One of the big strengths of Daly’s paintings is his exquisite sense of composition. I realized that I had just been painting an egg, not a picture. So I tried to find some composition in what I’d started.

Watercolor on Arches #300 hot press
I painted some more, trying to build up values and saturation. I strengthened the composition by adding more value and creating stronger, more interesting shapes, and I increased the value in the darks. It helped, but still, as you can see in the second scan, no cigar.
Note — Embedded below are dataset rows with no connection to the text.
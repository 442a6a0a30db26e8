//! Wiring: build the store, cache, orchestrator and channel from config
//! and run the dispatch loop until shutdown.

use crate::agent::Orchestrator;
use crate::channels::{Channel, Dispatcher, TelegramChannel};
use crate::chat::ChatStateCache;
use crate::config::Config;
use crate::providers::{GeminiClient, ModelClient};
use crate::search::{BraveSearch, SearchLookup};
use crate::store::DurableStore;
use anyhow::Result;
use std::sync::Arc;
use tokio_util::sync::CancellationToken;

/// Run the bot until a shutdown signal, then drain and tear down.
pub async fn run(config: Config) -> Result<()> {
    config.validate_for_run()?;

    let store = Arc::new(
        DurableStore::connect_with(&config.database_path(), config.retry_policy()).await?,
    );
    let cache = Arc::new(ChatStateCache::new(store.clone()));

    let api_key = config.gemini.api_key.clone().unwrap_or_default();
    let model: Arc<dyn ModelClient> =
        Arc::new(GeminiClient::new(api_key, Some(&config.gemini.model)));

    let search: Option<Arc<dyn SearchLookup>> =
        config.search.brave_api_key.as_ref().map(|key| {
            Arc::new(BraveSearch::new(key.clone(), config.search.max_results))
                as Arc<dyn SearchLookup>
        });
    if search.is_none() {
        tracing::info!("no search API key configured; proactive search is unavailable");
    }

    let orchestrator = Arc::new(Orchestrator::new(cache, model, search));

    let bot_token = config.telegram.bot_token.clone().unwrap_or_default();
    let channel: Arc<dyn Channel> = Arc::new(TelegramChannel::new(
        bot_token,
        config.telegram.allowed_chats.clone(),
    ));

    let dispatcher = Dispatcher::new(channel, orchestrator);

    let shutdown = CancellationToken::new();
    {
        let token = shutdown.clone();
        tokio::spawn(async move {
            if tokio::signal::ctrl_c().await.is_ok() {
                tracing::info!("shutdown signal received, draining in-flight turns");
                token.cancel();
            }
        });
    }

    dispatcher.run(shutdown).await?;

    store.close().await;
    tracing::info!("chat record store closed");
    Ok(())
}

/// Print every persisted chat with its stored entry count.
pub async fn list_chats(config: Config) -> Result<()> {
    use crate::chat::{CHAT_KEY_PREFIX, ChatState};

    let store =
        DurableStore::connect_with(&config.database_path(), config.retry_policy()).await?;
    let records = store.list_by_prefix(CHAT_KEY_PREFIX).await?;

    if records.is_empty() {
        println!("no persisted chats");
    }
    for (key, bytes) in &records {
        let chat_id = key.trim_start_matches(CHAT_KEY_PREFIX);
        let state = ChatState::decode(bytes);
        println!(
            "{chat_id}: {} entries, thinking={}, search={}",
            state.history.len(),
            state.settings.thinking,
            if state.settings.proactive_search {
                "on"
            } else {
                "off"
            }
        );
    }

    store.close().await;
    Ok(())
}

/// Drop all persisted and cached state for one chat (admin-side clear).
pub async fn clear_chat(config: Config, chat_id: i64) -> Result<()> {
    let store = Arc::new(
        DurableStore::connect_with(&config.database_path(), config.retry_policy()).await?,
    );
    let cache = ChatStateCache::new(store.clone());
    cache.drop_chat(chat_id).await?;
    store.close().await;
    tracing::info!(chat_id, "chat state cleared");
    Ok(())
}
Watercolor on Arches #300 hot press
This is the third pass I made at this painting. (Ah, making a pass is such a loaded phrase, isn’t it? So redolent of the kind of heated desire that keeps an artist working in the midst of frustration.) When I started painting this morning, I decided that I would skip my go-to color, ultramarine blue. But in the end I found that I needed that particular shade of reddish blue to push the background behind the egg, as well as help me define the shapes better. I also realized that it needed more saturated colors to bring it out of its monochromatic doldrums, so I added that glow of cerulean blue and a red splotch on the egg itself (remember, warm colors, if they’re the right value, come forward). It’s better, and I’ve learned many lessons.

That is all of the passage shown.